### Exercise
From the first line to the last, transcribe the material exactly.

++++ Records for processing

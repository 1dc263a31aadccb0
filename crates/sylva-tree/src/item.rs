//! Attribute values and items: the rows a tree learns from.

use std::cmp::Ordering;
use std::fmt;

use crate::error::TreeError;

/// A single attribute value: either a number or a piece of text.
///
/// Equality is typed, so `Number(5.0)` never equals `Text("5")`.
#[derive(Debug, Clone, PartialEq, serde::Serialize, serde::Deserialize)]
pub enum Value {
    /// A finite floating-point number.
    Number(f64),
    /// Free-form text.
    Text(String),
}

impl Value {
    /// Return `true` if this value is a number.
    #[must_use]
    pub fn is_number(&self) -> bool {
        matches!(self, Value::Number(_))
    }

    /// Return the number, if this value is numeric.
    #[must_use]
    pub fn as_number(&self) -> Option<f64> {
        match self {
            Value::Number(n) => Some(*n),
            Value::Text(_) => None,
        }
    }

    /// Return the text, if this value is textual.
    #[must_use]
    pub fn as_text(&self) -> Option<&str> {
        match self {
            Value::Number(_) => None,
            Value::Text(s) => Some(s),
        }
    }

    /// Order two values of the same kind. Mixed kinds are unordered.
    pub(crate) fn partial_order(&self, other: &Value) -> Option<Ordering> {
        match (self, other) {
            (Value::Number(a), Value::Number(b)) => a.partial_cmp(b),
            (Value::Text(a), Value::Text(b)) => Some(a.cmp(b)),
            _ => None,
        }
    }

    /// Hashable identity used to deduplicate split candidates.
    pub(crate) fn key(&self) -> ValueKey<'_> {
        match self {
            // -0.0 and 0.0 compare equal, so they must share a key.
            Value::Number(n) if *n == 0.0 => ValueKey::Number(0.0f64.to_bits()),
            Value::Number(n) => ValueKey::Number(n.to_bits()),
            Value::Text(s) => ValueKey::Text(s),
        }
    }
}

impl fmt::Display for Value {
    fn fmt(&self, f: &mut fmt::Formatter<'_>) -> fmt::Result {
        match self {
            Value::Number(n) => write!(f, "{n}"),
            Value::Text(s) => f.write_str(s),
        }
    }
}

impl From<f64> for Value {
    fn from(n: f64) -> Self {
        Value::Number(n)
    }
}

impl From<i32> for Value {
    fn from(n: i32) -> Self {
        Value::Number(f64::from(n))
    }
}

impl From<&str> for Value {
    fn from(s: &str) -> Self {
        Value::Text(s.to_string())
    }
}

impl From<String> for Value {
    fn from(s: String) -> Self {
        Value::Text(s)
    }
}

#[derive(Debug, Clone, Copy, PartialEq, Eq, Hash)]
pub(crate) enum ValueKey<'a> {
    Number(u64),
    Text(&'a str),
}

/// One row of a training set: an ordered mapping from attribute name to value.
///
/// The insertion order of attributes is the order in which candidate splits
/// are searched, so it participates in tie-breaking between equal gains.
/// Attributes that were never set are simply absent.
#[derive(Debug, Clone, Default, PartialEq, serde::Serialize, serde::Deserialize)]
pub struct Item {
    fields: Vec<(String, Value)>,
}

impl Item {
    /// Create an item with no attributes.
    #[must_use]
    pub fn new() -> Self {
        Self::default()
    }

    /// Set an attribute and return the item, for chained construction.
    #[must_use]
    pub fn with(mut self, attribute: impl Into<String>, value: impl Into<Value>) -> Self {
        self.insert(attribute, value);
        self
    }

    /// Set an attribute. An existing attribute keeps its position.
    pub fn insert(&mut self, attribute: impl Into<String>, value: impl Into<Value>) {
        let attribute = attribute.into();
        let value = value.into();
        match self.fields.iter_mut().find(|(name, _)| *name == attribute) {
            Some((_, slot)) => *slot = value,
            None => self.fields.push((attribute, value)),
        }
    }

    /// Look up an attribute value.
    #[must_use]
    pub fn get(&self, attribute: &str) -> Option<&Value> {
        self.fields
            .iter()
            .find(|(name, _)| name == attribute)
            .map(|(_, value)| value)
    }

    /// Iterate over `(attribute, value)` pairs in insertion order.
    pub fn attributes(&self) -> impl Iterator<Item = (&str, &Value)> {
        self.fields.iter().map(|(name, value)| (name.as_str(), value))
    }

    /// Return the number of attributes present on this item.
    #[must_use]
    pub fn len(&self) -> usize {
        self.fields.len()
    }

    /// Return `true` if the item has no attributes.
    #[must_use]
    pub fn is_empty(&self) -> bool {
        self.fields.is_empty()
    }
}

impl<K, V> FromIterator<(K, V)> for Item
where
    K: Into<String>,
    V: Into<Value>,
{
    fn from_iter<I: IntoIterator<Item = (K, V)>>(iter: I) -> Self {
        let mut item = Item::new();
        for (attribute, value) in iter {
            item.insert(attribute, value);
        }
        item
    }
}

/// Check a training set before any recursion starts.
///
/// Returns the category value of every item, in item order.
pub(crate) fn validate_training_set<'a>(
    items: &'a [Item],
    category_attr: &str,
) -> Result<Vec<&'a Value>, TreeError> {
    if items.is_empty() {
        return Err(TreeError::EmptyTrainingSet);
    }
    let mut categories = Vec::with_capacity(items.len());
    for (item_index, item) in items.iter().enumerate() {
        for (attribute, value) in item.attributes() {
            if let Value::Number(n) = value {
                if !n.is_finite() {
                    return Err(TreeError::NonFiniteValue {
                        item_index,
                        attribute: attribute.to_string(),
                    });
                }
            }
        }
        let category = item.get(category_attr).ok_or_else(|| TreeError::MissingCategory {
            item_index,
            category_attr: category_attr.to_string(),
        })?;
        categories.push(category);
    }
    Ok(categories)
}

#[cfg(test)]
mod tests {
    use super::*;

    #[test]
    fn insert_replaces_in_place() {
        let mut item = Item::new().with("x", 1.0).with("y", "a");
        item.insert("x", 2.0);
        let names: Vec<&str> = item.attributes().map(|(n, _)| n).collect();
        assert_eq!(names, ["x", "y"]);
        assert_eq!(item.get("x"), Some(&Value::Number(2.0)));
    }

    #[test]
    fn absent_attribute_is_none() {
        let item = Item::new().with("x", 1.0);
        assert!(item.get("y").is_none());
    }

    #[test]
    fn typed_equality() {
        assert_ne!(Value::from(5), Value::from("5"));
        assert_eq!(Value::from(5), Value::from(5.0));
    }

    #[test]
    fn mixed_kinds_are_unordered() {
        assert!(Value::from(1.0).partial_order(&Value::from("a")).is_none());
        assert_eq!(
            Value::from("a").partial_order(&Value::from("b")),
            Some(Ordering::Less)
        );
    }

    #[test]
    fn signed_zero_shares_key() {
        assert_eq!(Value::from(0.0).key(), Value::from(-0.0).key());
    }

    #[test]
    fn collect_from_pairs() {
        let item: Item = vec![("a", 1.0), ("b", 2.0)].into_iter().collect();
        assert_eq!(item.len(), 2);
        assert_eq!(item.get("b").and_then(Value::as_number), Some(2.0));
    }

    #[test]
    fn validation_rejects_empty_set() {
        let err = validate_training_set(&[], "category").unwrap_err();
        assert!(matches!(err, TreeError::EmptyTrainingSet));
    }

    #[test]
    fn validation_rejects_missing_category() {
        let items = vec![
            Item::new().with("x", 1.0).with("category", "A"),
            Item::new().with("x", 2.0),
        ];
        let err = validate_training_set(&items, "category").unwrap_err();
        assert!(matches!(err, TreeError::MissingCategory { item_index: 1, .. }));
    }

    #[test]
    fn validation_rejects_non_finite() {
        let items = vec![Item::new().with("x", f64::NAN).with("category", "A")];
        let err = validate_training_set(&items, "category").unwrap_err();
        assert!(matches!(err, TreeError::NonFiniteValue { item_index: 0, .. }));
    }
}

++++++++

### Exercise answer
repository 1dc263a31aadccb0
filename crates/sylva-tree/src/item.rs
//! Attribute values and items: the rows a tree learns from.

use std::cmp::Ordering;
use std::fmt;

use crate::error::TreeError;

/// A single attribute value: either a number or a piece of text.
///
/// Equality is typed, so `Number(5.0)` never equals `Text("5")`.
#[derive(Debug, Clone, PartialEq, serde::Serialize, serde::Deserialize)]
pub enum Value {
    /// A finite floating-point number.
    Number(f64),
    /// Free-form text.
    Text(String),
}

impl Value {
    /// Return `true` if this value is a number.
    #[must_use]
    pub fn is_number(&self) -> bool {
        matches!(self, Value::Number(_))
    }

    /// Return the number, if this value is numeric.
    #[must_use]
    pub fn as_number(&self) -> Option<f64> {
        match self {
            Value::Number(n) => Some(*n),
            Value::Text(_) => None,
        }
    }

    /// Return the text, if this value is textual.
    #[must_use]
    pub fn as_text(&self) -> Option<&str> {
        match self {
            Value::Number(_) => None,
            Value::Text(s) => Some(s),
        }
    }

    /// Order two values of the same kind. Mixed kinds are unordered.
    pub(crate) fn partial_order(&self, other: &Value) -> Option<Ordering> {
        match (self, other) {
            (Value::Number(a), Value::Number(b)) => a.partial_cmp(b),
            (Value::Text(a), Value::Text(b)) => Some(a.cmp(b)),
            _ => None,
        }
    }

    /// Hashable identity used to deduplicate split candidates.
    pub(crate) fn key(&self) -> ValueKey<'_> {
        match self {
            // -0.0 and 0.0 compare equal, so they must share a key.
            Value::Number(n) if *n == 0.0 => ValueKey::Number(0.0f64.to_bits()),
            Value::Number(n) => ValueKey::Number(n.to_bits()),
            Value::Text(s) => ValueKey::Text(s),
        }
    }
}

impl fmt::Display for Value {
    fn fmt(&self, f: &mut fmt::Formatter<'_>) -> fmt::Result {
        match self {
            Value::Number(n) => write!(f, "{n}"),
            Value::Text(s) => f.write_str(s),
        }
    }
}

impl From<f64> for Value {
    fn from(n: f64) -> Self {
        Value::Number(n)
    }
}

impl From<i32> for Value {
    fn from(n: i32) -> Self {
        Value::Number(f64::from(n))
    }
}

impl From<&str> for Value {
    fn from(s: &str) -> Self {
        Value::Text(s.to_string())
    }
}

impl From<String> for Value {
    fn from(s: String) -> Self {
        Value::Text(s)
    }
}

#[derive(Debug, Clone, Copy, PartialEq, Eq, Hash)]
pub(crate) enum ValueKey<'a> {
    Number(u64),
    Text(&'a str),
}

/// One row of a training set: an ordered mapping from attribute name to value.
///
/// The insertion order of attributes is the order in which candidate splits
/// are searched, so it participates in tie-breaking between equal gains.
/// Attributes that were never set are simply absent.
#[derive(Debug, Clone, Default, PartialEq, serde::Serialize, serde::Deserialize)]
pub struct Item {
    fields: Vec<(String, Value)>,
}

impl Item {
    /// Create an item with no attributes.
    #[must_use]
    pub fn new() -> Self {
        Self::default()
    }

    /// Set an attribute and return the item, for chained construction.
    #[must_use]
    pub fn with(mut self, attribute: impl Into<String>, value: impl Into<Value>) -> Self {
        self.insert(attribute, value);
        self
    }

    /// Set an attribute. An existing attribute keeps its position.
    pub fn insert(&mut self, attribute: impl Into<String>, value: impl Into<Value>) {
        let attribute = attribute.into();
        let value = value.into();
        match self.fields.iter_mut().find(|(name, _)| *name == attribute) {
            Some((_, slot)) => *slot = value,
            None => self.fields.push((attribute, value)),
        }
    }

    /// Look up an attribute value.
    #[must_use]
    pub fn get(&self, attribute: &str) -> Option<&Value> {
        self.fields
            .iter()
            .find(|(name, _)| name == attribute)
            .map(|(_, value)| value)
    }

    /// Iterate over `(attribute, value)` pairs in insertion order.
    pub fn attributes(&self) -> impl Iterator<Item = (&str, &Value)> {
        self.fields.iter().map(|(name, value)| (name.as_str(), value))
    }

    /// Return the number of attributes present on this item.
    #[must_use]
    pub fn len(&self) -> usize {
        self.fields.len()
    }

    /// Return `true` if the item has no attributes.
    #[must_use]
    pub fn is_empty(&self) -> bool {
        self.fields.is_empty()
    }
}

impl<K, V> FromIterator<(K, V)> for Item
where
    K: Into<String>,
    V: Into<Value>,
{
    fn from_iter<I: IntoIterator<Item = (K, V)>>(iter: I) -> Self {
        let mut item = Item::new();
        for (attribute, value) in iter {
            item.insert(attribute, value);
        }
        item
    }
}

/// Check a training set before any recursion starts.
///
/// Returns the category value of every item, in item order.
pub(crate) fn validate_training_set<'a>(
    items: &'a [Item],
    category_attr: &str,
) -> Result<Vec<&'a Value>, TreeError> {
    if items.is_empty() {
        return Err(TreeError::EmptyTrainingSet);
    }
    let mut categories = Vec::with_capacity(items.len());
    for (item_index, item) in items.iter().enumerate() {
        for (attribute, value) in item.attributes() {
            if let Value::Number(n) = value {
                if !n.is_finite() {
                    return Err(TreeError::NonFiniteValue {
                        item_index,
                        attribute: attribute.to_string(),
                    });
                }
            }
        }
        let category = item.get(category_attr).ok_or_else(|| TreeError::MissingCategory {
            item_index,
            category_attr: category_attr.to_string(),
        })?;
        categories.push(category);
    }
    Ok(categories)
}

#[cfg(test)]
mod tests {
    use super::*;

    #[test]
    fn insert_replaces_in_place() {
        let mut item = Item::new().with("x", 1.0).with("y", "a");
        item.insert("x", 2.0);
        let names: Vec<&str> = item.attributes().map(|(n, _)| n).collect();
        assert_eq!(names, ["x", "y"]);
        assert_eq!(item.get("x"), Some(&Value::Number(2.0)));
    }

    #[test]
    fn absent_attribute_is_none() {
        let item = Item::new().with("x", 1.0);
        assert!(item.get("y").is_none());
    }

    #[test]
    fn typed_equality() {
        assert_ne!(Value::from(5), Value::from("5"));
        assert_eq!(Value::from(5), Value::from(5.0));
    }

    #[test]
    fn mixed_kinds_are_unordered() {
        assert!(Value::from(1.0).partial_order(&Value::from("a")).is_none());
        assert_eq!(
            Value::from("a").partial_order(&Value::from("b")),
            Some(Ordering::Less)
        );
    }

    #[test]
    fn signed_zero_shares_key() {
        assert_eq!(Value::from(0.0).key(), Value::from(-0.0).key());
    }

    #[test]
    fn collect_from_pairs() {
        let item: Item = vec![("a", 1.0), ("b", 2.0)].into_iter().collect();
        assert_eq!(item.len(), 2);
        assert_eq!(item.get("b").and_then(Value::as_number), Some(2.0));
    }

    #[test]
    fn validation_rejects_empty_set() {
        let err = validate_training_set(&[], "category").unwrap_err();
        assert!(matches!(err, TreeError::EmptyTrainingSet));
    }

    #[test]
    fn validation_rejects_missing_category() {
        let items = vec![
            Item::new().with("x", 1.0).with("category", "A"),
            Item::new().with("x", 2.0),
        ];
        let err = validate_training_set(&items, "category").unwrap_err();
        assert!(matches!(err, TreeError::MissingCategory { item_index: 1, .. }));
    }

    #[test]
    fn validation_rejects_non_finite() {
        let items = vec![Item::new().with("x", f64::NAN).with("category", "A")];
        let err = validate_training_set(&items, "category").unwrap_err();
        assert!(matches!(err, TreeError::NonFiniteValue { item_index: 0, .. }));
    }
}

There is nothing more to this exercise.